El barco Cerro Pelado tenía inscrito en su nombre el topónimo de un combate en plena Sierra Maestra. Su timonel en junio de 1966 era Onelio Pino, uno de los que condujo al yate Granma hasta Los Cayuelos el 2 de diciembre de 1956. En la saga simbólica, había justamente un sitio para la misma disyuntiva histórica: ser libres o mártires.
Vivió siempre la Cuba revolucionaria al filo del peligro. Habría que desclasificar las maniobras de aquellos días en el mismísimo Pentágono. El gobierno de los Estados Unidos bloqueaba la participación de los deportistas cubanos en los X Juegos Centroamericanos y del Caribe en Puerto Rico. ¿Qué estaba gravitando en ese momento, como parte del perenne acoso imperial?
Hacía solamente unos días, el 21 de mayo, un proyectil disparado exactamente a las 7:10 de la noche desde la Base Naval de Guantánamo, había asesinado al soldado Luis Ramírez López, de la Brigada de la Frontera. Sin temor y sin el menor intersticio de dudas, Cuba abrió el escenario para probar el crimen y la perfidia yanqui.
Entonces se probó hasta la saciedad, que el joven murió en su puesto, al margen de la falacia tantas veces repetida de que el muchacho de Guisa había cruzado provocadoramente la línea arbitraria que aún hiere a la soberanía nacional. No podía haber un entramado más tenso y convulso.
Nuevamente, la Roma Americana dejaba sin decisión a la tierra de Ramón Emeterio Betances y de Juan Rius Rivera. La sevicia norteamericana, el abuso, la prepotencia del Departamento de Estado, no solo actuaba alevosamente contra Cuba. Otra vez dejaba en claro la herida mortal que Don Felo describió en el Madrigal famoso, donde el amor pretende curar la desgarradura terrible en el alma de Borinquén.
Primero demoraron arbitrariamente las visas. Luego declararon que no permitirían vuelos comerciales hasta San Juan. Decía Gabriel García Márquez que Fidel no concebía una idea que no fuera descomunal. El Comandante en Jefe ideó aquel viaje en barco, desde la más absoluta discreción. En definitiva, surcar ríos, recorrer los caminos de la mar, se inscribe en el abrazo ancestral de la narrativa aruaca.
El esgrimista José Antonio Díaz Rey, autor de un libro sobre aquella epopeya, recordaba recientemente que nadie, ni siquiera los mismos atletas, imaginaron la naturaleza de la aventura que vivirían. Decía que partieron en avión desde La Habana, creyendo que aterrizarían en la capital boricua. Para su sorpresa, el vuelo terminó en Camagüey, y prosiguieron en ómnibus hasta Santiago de Cuba.

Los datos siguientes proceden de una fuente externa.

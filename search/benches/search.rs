//! Benchmarks for expansion, extraction and the full search.

use criterion::{black_box, criterion_group, criterion_main, Criterion, Throughput};
use fws_search::{expand, Params, RuleTable, Search, SearchLimits};

fn bench_expand(c: &mut Criterion) {
    let mut group = c.benchmark_group("expand");
    group.throughput(Throughput::Elements(1));

    let table = RuleTable::build(&Params::DEFAULT);
    let start = table.start();

    group.bench_function("expand_start", |b| {
        b.iter(|| black_box(expand(black_box(&table), black_box(start))));
    });

    let block = expand(&table, start);
    group.bench_function("sub_patterns", |b| {
        b.iter(|| black_box(black_box(&block).sub_patterns().count()));
    });
    group.bench_function("words", |b| {
        b.iter(|| black_box(black_box(&block).words().count()));
    });

    group.finish();
}

fn bench_search(c: &mut Criterion) {
    let mut group = c.benchmark_group("search");
    group.sample_size(20);

    for (n, a, b_, c_) in [(9, 3, 4, 5), (10, 5, 6, 7), (15, 7, 8, 11)] {
        let Ok(params) = Params::new(n, a, b_, c_) else {
            continue;
        };
        let table = RuleTable::build(&params);
        group.bench_function(format!("exhaustive_{}", params), |b| {
            b.iter(|| black_box(Search::new(&table).run(()).state.word_count()));
        });
    }

    let table = RuleTable::build(&Params::DEFAULT);
    let limits = SearchLimits {
        max_depth: Some(20),
        max_steps: None,
    };
    group.bench_function("depth_20", |b| {
        b.iter(|| {
            black_box(
                Search::new(&table)
                    .with_limits(limits)
                    .run(())
                    .state
                    .pattern_count(),
            )
        });
    });

    group.finish();
}

criterion_group!(benches, bench_expand, bench_search);
criterion_main!(benches);
//! Self-check suite for the fractal word search.
//!
//! Builds one rule table, runs one search over it, and verifies the
//! structural properties every run must satisfy.
//!
//! # Checks
//!
//! | Component | Property |
//! |-----------|----------|
//! | Rules | deterministic table, chain periods `A`, `B`, `C`, marker cells, zero background |
//! | Expansion | each quadrant is the image of its cell |
//! | Extraction | nine sub-patterns, 48 words, out-of-bounds walks rejected |
//! | Search | seed at depth 1, ordered and unique events, minimal depths, idempotence, delayed word at `lcm(A, B, C) + 1` |
//!
//! # Entry Point
//!
//! ```
//! use fws_conformance::run_all;
//! use fws_search::{Params, SearchLimits};
//!
//! let report = run_all(Params::new(9, 3, 4, 5).unwrap(), SearchLimits::UNLIMITED);
//! assert!(report.all_passed());
//! ```

#![deny(
    clippy::unwrap_used,
    clippy::expect_used,
    clippy::panic,
    missing_docs,
    clippy::missing_errors_doc
)]
#![cfg_attr(test, allow(clippy::unwrap_used, clippy::expect_used))]

pub mod checks;
pub mod report;

pub use checks::Fixture;
pub use report::{CheckResult, ConformanceReport, Severity};

use fws_search::{Params, SearchLimits};
use tracing::info;

/// Runs every check against one search over `params` and returns the
/// aggregated report.
///
/// Checks run in this order:
/// 1. Rule table
/// 2. Expansion over every recorded pattern
/// 3. Extraction on the counting block
/// 4. Search properties
pub fn run_all(params: Params, limits: SearchLimits) -> ConformanceReport {
    let fixture = Fixture::new(params, limits);
    let mut report = ConformanceReport::new();

    report.extend(checks::rules::validate(&fixture));
    report.extend(checks::expansion::validate(&fixture));
    report.extend(checks::extraction::validate());
    report.extend(checks::search::validate(&fixture));

    info!(
        params = %params,
        checks = report.results.len(),
        failures = report.failure_count(),
        "self-check finished"
    );
    report
}

#[cfg(test)]
mod tests {
    use super::*;

    fn assert_no_failures(report: &ConformanceReport) {
        let failures: Vec<_> = report.results.iter().filter(|r| r.is_failure()).collect();
        assert!(failures.is_empty(), "check failures: {:#?}", failures);
    }

    #[test]
    fn default_configuration_passes() {
        let report = run_all(Params::DEFAULT, SearchLimits::UNLIMITED);
        assert_no_failures(&report);
        assert_eq!(report.count(Severity::Warning), 0);
    }

    #[test]
    fn other_configurations_pass() {
        for (n, a, b, c) in [(9, 3, 4, 5), (12, 4, 5, 9)] {
            let report = run_all(Params::new(n, a, b, c).unwrap(), SearchLimits::UNLIMITED);
            assert_no_failures(&report);
        }
    }

    #[test]
    fn step_budget_only_warns() {
        let limits = SearchLimits {
            max_depth: None,
            max_steps: Some(25),
        };
        let report = run_all(Params::DEFAULT, limits);
        assert_no_failures(&report);
        assert_eq!(report.count(Severity::Warning), 2);
    }

    #[test]
    fn checks_run_in_component_order() {
        let report = run_all(Params::new(9, 3, 4, 5).unwrap(), SearchLimits::UNLIMITED);
        let components: Vec<&str> = report
            .results
            .iter()
            .filter_map(|r| r.check.split('/').next())
            .collect();
        let mut deduped = components.clone();
        deduped.dedup();
        assert_eq!(deduped, ["rules", "expansion", "extraction", "search"]);
    }
}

El propio Díaz Rey rememoraba que zarparon sorpresivamente del puerto de la Ciudad Heroica el 8 de junio de 1966. En la cubierta del Cerro Pelado, continuó el entrenamiento. Y desde allí se les respondía con firmeza y con palabras gruesas a los vuelos rasantes de la aviación enemiga.
A bordo, la delegación suscribió el 10 de junio la Declaración del Cerro Pelado. No se circunscribió al derecho del archipiélago rebelde de participar en los Juegos. El deporte cubano, ya derecho de un pueblo entero, no podía comulgar con ese acto lesivo de la Carta Olímpica, y que amenazaba con sentar un triste precedente.
Nadie se amilanó ante el peligro de un naufragio inducido, ni frente a la amenaza de confiscarles la nave, ni por la cantidad de tiburones en aquel minuto dramático del trasbordo a cinco millas de la costa puertorriqueña. ¿Era real el plan de una invasión inminente, a raíz del crimen contra el joven de la Brigada de la Frontera?
Aquella expedición deportiva capeó el temporal, escribió otra página gloriosa en la historia de la cita centroamericana y caribeña, y dejó una clara advertencia de no ceder jamás ante el chantaje del Norte revuelto y brutal. El Cerro Pelado todavía constituye un signo de combate. David volvía a vencer al Gigante.